AIM OF THE EXERCISE =
When a line of the entries contains "info", please list that line.

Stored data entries
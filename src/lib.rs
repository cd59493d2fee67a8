//! REI 25 Portal Library
//!
//! Conference registration and mobile-money payment tracking for REI 25:
//! - Email OTP login
//! - Registration form with category-based fees
//! - Payment initiation, status polling and settlement against balances
//! - Admin reporting with CSV/PDF export
//! - Fund liquidation requests and approvals

pub mod api;
pub mod core;
pub mod models;
pub mod providers;
pub mod store;
pub mod utils;

pub use api::{create_router, AppState};
pub use models::{AppConfig, AppError, AppResult, ErrorCode};
pub use providers::{HttpGateway, PaymentGateway, SandboxGateway};
pub use store::Store;
//! Settlement Recorder
//!
//! Records a completed gateway payment against a registration: append the
//! Payment row, move `amount_paid` up and `balance` down by the same amount,
//! recompute the payment status, then email a confirmation.
//!
//! Duplicate references are NOT blocked unless configured: the same
//! reference settled twice is appended twice and logged as a warning.

use rust_decimal::Decimal;
use serde::Serialize;
use std::sync::Arc;
use tracing::{info, warn};

use crate::core::notifications;
use crate::models::{AppError, AppResult, Payment, PaymentStatus, Registration};
use crate::providers::Mailer;
use crate::store::{DuplicatePolicy, NewPayment, Store};

/// New ledger values after appending one payment
#[derive(Debug, Clone, Copy, PartialEq, Eq)]
pub struct LedgerUpdate {
    pub amount_paid: Decimal,
    pub balance: Decimal,
    pub payment_status: PaymentStatus,
}

impl LedgerUpdate {
    /// `amount_paid += amount`, `balance -= amount`. The sum is unchanged and
    /// the balance is allowed to go negative.
    pub fn apply(amount_paid: Decimal, balance: Decimal, amount: Decimal) -> Self {
        let amount_paid = amount_paid + amount;
        let balance = balance - amount;
        Self {
            amount_paid,
            balance,
            payment_status: PaymentStatus::compute(amount_paid, balance),
        }
    }
}

/// A payment to be recorded
#[derive(Debug, Clone)]
pub struct SettlementRequest {
    pub registration_id: i64,
    pub amount: Decimal,
    pub transaction_reference: String,
    pub customer_reference: Option<String>,
    pub method: String,
}

#[derive(Debug, Clone, Serialize)]
#[serde(rename_all = "camelCase")]
pub struct SettlementReceipt {
    pub payment: Payment,
    pub registration: Registration,
    /// The reference had already been settled before this call
    pub duplicate_reference: bool,
    pub email_sent: bool,
}

pub struct SettlementRecorder {
    store: Arc<Store>,
    mailer: Arc<dyn Mailer>,
    reject_duplicates: bool,
}

impl SettlementRecorder {
    pub fn new(store: Arc<Store>, mailer: Arc<dyn Mailer>, reject_duplicates: bool) -> Self {
        Self {
            store,
            mailer,
            reject_duplicates,
        }
    }

    pub async fn settle(&self, request: SettlementRequest) -> AppResult<SettlementReceipt> {
        if request.amount <= Decimal::ZERO {
            return Err(AppError::validation("amount must be greater than zero"));
        }
        let reference = request.transaction_reference.trim().to_string();
        if reference.is_empty() {
            return Err(AppError::validation("transactionReference is required"));
        }

        let policy = if self.reject_duplicates {
            DuplicatePolicy::Reject
        } else {
            DuplicatePolicy::Allow
        };
        let record = self.store.record_settlement(
            &NewPayment {
                registration_id: request.registration_id,
                amount: request.amount,
                transaction_reference: reference,
                customer_reference: request.customer_reference,
                method: request.method,
            },
            policy,
        )?;

        let duplicate_reference = record.previous_settlements > 0;
        if duplicate_reference {
            warn!(
                reference = %record.payment.transaction_reference,
                previous_settlements = record.previous_settlements,
                registration_id = record.after.id,
                "⚠️ Settled a reference that was already recorded"
            );
        }

        info!(
            registration_id = record.after.id,
            reference = %record.payment.transaction_reference,
            amount = %record.payment.amount,
            paid_before = %record.before.amount_paid,
            paid_after = %record.after.amount_paid,
            balance_after = %record.after.balance,
            status = %record.after.payment_status,
            "💰 Payment settled"
        );

        let email_sent = match self.send_confirmation(&record.payment).await {
            Ok(()) => true,
            Err(e) => {
                warn!(reference = %record.payment.transaction_reference, "📧 Confirmation email failed: {}", e);
                false
            }
        };

        Ok(SettlementReceipt {
            payment: record.payment,
            registration: record.after,
            duplicate_reference,
            email_sent,
        })
    }

    /// Email the registrant a confirmation for an already-recorded payment
    pub async fn send_confirmation(&self, payment: &Payment) -> AppResult<()> {
        let record = self.store.registration_record(payment.registration_id)?;
        self.mailer
            .send(notifications::payment_email(&record, payment))
            .await
    }
}
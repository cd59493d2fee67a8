//! API Request Handlers
//!
//! Auth, profile, registration and payment endpoints. Admin and
//! liquidation endpoints live in `admin.rs`.

use axum::{
    extract::{
        rejection::{JsonRejection, PathRejection},
        Extension, Json, Path, Query, State,
    },
};
use rust_decimal::Decimal;
use serde::Serialize;
use std::sync::Arc;
use std::time::{Duration, Instant};
use tokio::sync::watch;
use tracing::info;

use super::middleware::{RateLimitConfig, RateLimiter};
use super::types::*;
use crate::core::auth::normalize_email;
use crate::core::{
    AuthService, LiquidationService, PaymentTracker, ProfileUpdate, RegistrationForm,
    RegistrationService, Session, SettlementReceipt, SettlementRecorder, SettlementRequest,
    StatusPoller, TrackRequest, TrackedPayment,
};
use crate::models::{AppConfig, AppError, AppResult, Registrant, Registration, RegistrationStatus};
use crate::providers::{DebitRequest, Mailer, PaymentGateway, StatusReport};
use crate::store::Store;
use crate::utils::constants::{
    normalize_phone, CLEANUP_INTERVAL_SECS, METHOD_MOBILE_MONEY, OTP_RATE_WINDOW_SECS,
    TRACKER_RETENTION_SECS,
};

/// Shared application state
pub struct AppState {
    pub config: AppConfig,
    pub store: Arc<Store>,
    pub gateway: Arc<dyn PaymentGateway>,
    pub auth: Arc<AuthService>,
    pub registrations: RegistrationService,
    pub recorder: Arc<SettlementRecorder>,
    pub tracker: Arc<PaymentTracker>,
    pub liquidations: LiquidationService,
    /// OTP requests per email
    pub otp_limiter: Arc<RateLimiter>,
    pub start_time: Instant,
    shutdown: watch::Sender<bool>,
}

impl AppState {
    pub fn new(
        config: AppConfig,
        store: Arc<Store>,
        gateway: Arc<dyn PaymentGateway>,
        mailer: Arc<dyn Mailer>,
    ) -> Self {
        let (shutdown, shutdown_rx) = watch::channel(false);

        let auth = Arc::new(AuthService::new(
            config.auth.clone(),
            store.clone(),
            mailer.clone(),
        ));
        let recorder = Arc::new(SettlementRecorder::new(
            store.clone(),
            mailer.clone(),
            config.reject_duplicate_settlements,
        ));
        let poller = Arc::new(StatusPoller::new(gateway.clone(), &config.poll));
        let tracker = Arc::new(PaymentTracker::new(poller, recorder.clone(), shutdown_rx));
        let otp_limiter = Arc::new(RateLimiter::new(RateLimitConfig {
            requests_per_window: config.auth.otp_rate_limit,
            window_duration: Duration::from_secs(OTP_RATE_WINDOW_SECS),
        }));

        // Background task: sweep expired codes, sessions and finished trackers
        let (auth_c, tracker_c, limiter_c) = (auth.clone(), tracker.clone(), otp_limiter.clone());
        tokio::spawn(async move {
            let mut interval = tokio::time::interval(Duration::from_secs(CLEANUP_INTERVAL_SECS));
            loop {
                interval.tick().await;
                let removed = auth_c.cleanup_expired()
                    + tracker_c.cleanup_finished(Duration::from_secs(TRACKER_RETENTION_SECS))
                    + limiter_c.cleanup();
                if removed > 0 {
                    info!("🧹 Cleanup: {} expired entries removed", removed);
                }
            }
        });

        Self {
            registrations: RegistrationService::new(store.clone(), mailer.clone()),
            liquidations: LiquidationService::new(store.clone(), mailer),
            config,
            store,
            gateway,
            auth,
            recorder,
            tracker,
            otp_limiter,
            start_time: Instant::now(),
            shutdown,
        }
    }

    pub fn uptime_seconds(&self) -> u64 {
        self.start_time.elapsed().as_secs()
    }

    /// Stop every server-side poll
    pub fn shutdown(&self) {
        self.shutdown.send_replace(true);
    }

    /// Token presented to the gateway: the service token when configured,
    /// otherwise the caller's own session token.
    pub fn gateway_bearer(&self, session: &Session) -> String {
        self.config
            .gateway
            .api_token
            .clone()
            .unwrap_or_else(|| session.token.clone())
    }
}

// ============================================
// Helpers
// ============================================

pub type ApiResult<T> = AppResult<Json<ApiResponse<T>>>;

pub(crate) fn ok<T: Serialize>(data: T, start: Instant) -> Json<ApiResponse<T>> {
    Json(ApiResponse::success(
        data,
        start.elapsed().as_secs_f64() * 1000.0,
    ))
}

/// Unwrap a JSON body, turning malformed input into VALIDATION_ERROR
pub(crate) fn body<T>(payload: Result<Json<T>, JsonRejection>) -> AppResult<T> {
    payload
        .map(|Json(value)| value)
        .map_err(|e| AppError::validation(e.body_text()))
}

pub(crate) fn id_param(path: Result<Path<i64>, PathRejection>) -> AppResult<i64> {
    path.map(|Path(id)| id)
        .map_err(|_| AppError::validation("id must be a number"))
}

/// Load a registration the caller owns (or any, for admins)
fn owned_registration(state: &AppState, session: &Session, id: i64) -> AppResult<Registration> {
    let registration = state.store.registration(id)?;
    if !session.can_access(registration.registrant_id) {
        return Err(AppError::forbidden("Not your registration"));
    }
    Ok(registration)
}

fn trimmed(value: Option<String>) -> Option<String> {
    value
        .map(|v| v.trim().to_string())
        .filter(|v| !v.is_empty())
}

// ============================================
// Health Check
// ============================================

pub async fn health_check(State(state): State<Arc<AppState>>) -> Json<ApiResponse<HealthData>> {
    let start = Instant::now();

    let data = HealthData {
        status: "healthy".to_string(),
        version: env!("CARGO_PKG_VERSION").to_string(),
        uptime_seconds: state.uptime_seconds(),
        active_payment_trackers: state.tracker.active(),
    };

    ok(data, start)
}

// ============================================
// Auth
// ============================================

pub async fn request_otp(
    State(state): State<Arc<AppState>>,
    payload: Result<Json<RequestOtpBody>, JsonRejection>,
) -> ApiResult<MessageData> {
    let start = Instant::now();
    let req = body(payload)?;
    let email = normalize_email(req.email.as_deref().unwrap_or(""))?;

    state.otp_limiter.enforce(&email)?;
    state.auth.issue_otp(&email).await?;

    Ok(ok(MessageData::new(format!("A login code was sent to {}", email)), start))
}

pub async fn verify_otp(
    State(state): State<Arc<AppState>>,
    payload: Result<Json<VerifyOtpBody>, JsonRejection>,
) -> ApiResult<LoginData> {
    let start = Instant::now();
    let req = body(payload)?;
    let email = normalize_email(req.email.as_deref().unwrap_or(""))?;
    let (session, registrant) = state
        .auth
        .verify_otp(&email, req.otp.as_deref().unwrap_or(""))?;

    Ok(ok(
        LoginData {
            token: session.token,
            expires_in: state.config.auth.session_ttl.as_secs(),
            registrant,
        },
        start,
    ))
}

pub async fn logout(
    State(state): State<Arc<AppState>>,
    Extension(session): Extension<Session>,
) -> ApiResult<MessageData> {
    let start = Instant::now();
    state.auth.revoke(&session.token);
    info!(email = %session.email, "👋 Logout");
    Ok(ok(MessageData::new("Logged out"), start))
}

// ============================================
// Profile
// ============================================

pub async fn get_me(
    State(state): State<Arc<AppState>>,
    Extension(session): Extension<Session>,
) -> ApiResult<Registrant> {
    let start = Instant::now();
    Ok(ok(state.store.registrant(session.registrant_id)?, start))
}

pub async fn update_me(
    State(state): State<Arc<AppState>>,
    Extension(session): Extension<Session>,
    payload: Result<Json<ProfileUpdate>, JsonRejection>,
) -> ApiResult<Registrant> {
    let start = Instant::now();
    let update = body(payload)?;
    let registrant = state
        .registrations
        .update_profile(session.registrant_id, &update)?;
    Ok(ok(registrant, start))
}

// ============================================
// Registrations
// ============================================

pub async fn create_registration(
    State(state): State<Arc<AppState>>,
    Extension(session): Extension<Session>,
    payload: Result<Json<RegistrationForm>, JsonRejection>,
) -> ApiResult<Registration> {
    let start = Instant::now();
    let form = body(payload)?;
    let registration = state
        .registrations
        .register(session.registrant_id, &form)
        .await?;
    Ok(ok(registration, start))
}

pub async fn list_registrations(
    State(state): State<Arc<AppState>>,
    Extension(session): Extension<Session>,
) -> ApiResult<Vec<Registration>> {
    let start = Instant::now();
    Ok(ok(state.store.registrations_for(session.registrant_id)?, start))
}

pub async fn get_registration(
    State(state): State<Arc<AppState>>,
    Extension(session): Extension<Session>,
    path: Result<Path<i64>, PathRejection>,
) -> ApiResult<RegistrationDetail> {
    let start = Instant::now();
    let registration = owned_registration(&state, &session, id_param(path)?)?;
    let payments = state.store.payments_for_registration(registration.id)?;
    Ok(ok(
        RegistrationDetail {
            registration,
            payments,
        },
        start,
    ))
}

// ============================================
// Payments
// ============================================

pub async fn process_payment(
    State(state): State<Arc<AppState>>,
    Extension(session): Extension<Session>,
    payload: Result<Json<ProcessPaymentBody>, JsonRejection>,
) -> ApiResult<ProcessPaymentData> {
    let start = Instant::now();
    let req = body(payload)?;

    let (amount, raw_phone) = match (req.amount, trimmed(req.phone_number)) {
        (Some(amount), Some(phone)) => (amount, phone),
        _ => return Err(AppError::validation("amount and phoneNumber are required")),
    };
    if amount <= Decimal::ZERO {
        return Err(AppError::validation("amount must be greater than zero"));
    }
    let phone_number = normalize_phone(&raw_phone).ok_or_else(|| {
        AppError::validation("phoneNumber is not a valid East African mobile number")
    })?;

    let registration = match req.registration_id {
        Some(id) => {
            let registration = owned_registration(&state, &session, id)?;
            if registration.registration_status == RegistrationStatus::Cancelled {
                return Err(AppError::invalid_transition("Registration is cancelled"));
            }
            Some(registration)
        }
        None => None,
    };

    let bearer = state.gateway_bearer(&session);
    let accepted = state
        .gateway
        .process_payment(
            &DebitRequest {
                amount,
                phone_number,
            },
            &bearer,
        )
        .await?;

    info!(
        email = %session.email,
        amount = %amount,
        internal_reference = %accepted.internal_reference,
        registration_id = ?registration.as_ref().map(|r| r.id),
        "💳 Payment initiated"
    );

    let tracking = match &registration {
        Some(registration) => state.tracker.track(TrackRequest {
            internal_reference: accepted.internal_reference.clone(),
            customer_reference: accepted.customer_reference.clone(),
            registration_id: registration.id,
            registrant_id: registration.registrant_id,
            amount,
            bearer,
        }),
        None => false,
    };

    Ok(ok(
        ProcessPaymentData {
            internal_reference: accepted.internal_reference,
            customer_reference: accepted.customer_reference,
            provider: accepted.provider,
            tracking,
        },
        start,
    ))
}

pub async fn check_payment_status(
    State(state): State<Arc<AppState>>,
    Extension(session): Extension<Session>,
    Query(query): Query<StatusQuery>,
) -> ApiResult<StatusReport> {
    let start = Instant::now();
    let reference = trimmed(query.internal_reference)
        .ok_or_else(|| AppError::validation("internal_reference is required"))?;

    let report = state
        .gateway
        .check_status(&reference, &state.gateway_bearer(&session))
        .await?;
    Ok(ok(report, start))
}

pub async fn track_payment(
    State(state): State<Arc<AppState>>,
    Extension(session): Extension<Session>,
    Path(reference): Path<String>,
) -> ApiResult<TrackedPayment> {
    let start = Instant::now();
    let tracked = state
        .tracker
        .get(&reference)
        .filter(|t| session.can_access(t.registrant_id))
        .ok_or_else(|| AppError::not_found(format!("No tracked payment {}", reference)))?;
    Ok(ok(tracked, start))
}

pub async fn save_payment(
    State(state): State<Arc<AppState>>,
    Extension(session): Extension<Session>,
    payload: Result<Json<SavePaymentBody>, JsonRejection>,
) -> ApiResult<SettlementReceipt> {
    let start = Instant::now();
    let req = body(payload)?;

    let registration_id = req
        .registration_id
        .ok_or_else(|| AppError::validation("registrationId is required"))?;
    let amount = req
        .amount
        .ok_or_else(|| AppError::validation("amount is required"))?;
    let transaction_reference = trimmed(req.transaction_reference)
        .ok_or_else(|| AppError::validation("transactionReference is required"))?;

    owned_registration(&state, &session, registration_id)?;

    let receipt = state
        .recorder
        .settle(SettlementRequest {
            registration_id,
            amount,
            transaction_reference,
            customer_reference: trimmed(req.customer_reference),
            method: trimmed(req.method).unwrap_or_else(|| METHOD_MOBILE_MONEY.to_string()),
        })
        .await?;
    Ok(ok(receipt, start))
}

pub async fn send_payment_email(
    State(state): State<Arc<AppState>>,
    Extension(session): Extension<Session>,
    payload: Result<Json<SendPaymentEmailBody>, JsonRejection>,
) -> ApiResult<MessageData> {
    let start = Instant::now();
    let req = body(payload)?;
    let payment_id = req
        .payment_id
        .ok_or_else(|| AppError::validation("paymentId is required"))?;

    let payment = state.store.payment(payment_id)?;
    owned_registration(&state, &session, payment.registration_id)?;
    state.recorder.send_confirmation(&payment).await?;

    Ok(ok(MessageData::new("Confirmation email sent"), start))
}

RESPONSE AREA =
use tracing::{info, warn};
        info!(
use tracing::info;
                    info!("🧹 Cleanup: {} expired entries removed", removed);
    info!(email = %session.email, "👋 Logout");
    info!(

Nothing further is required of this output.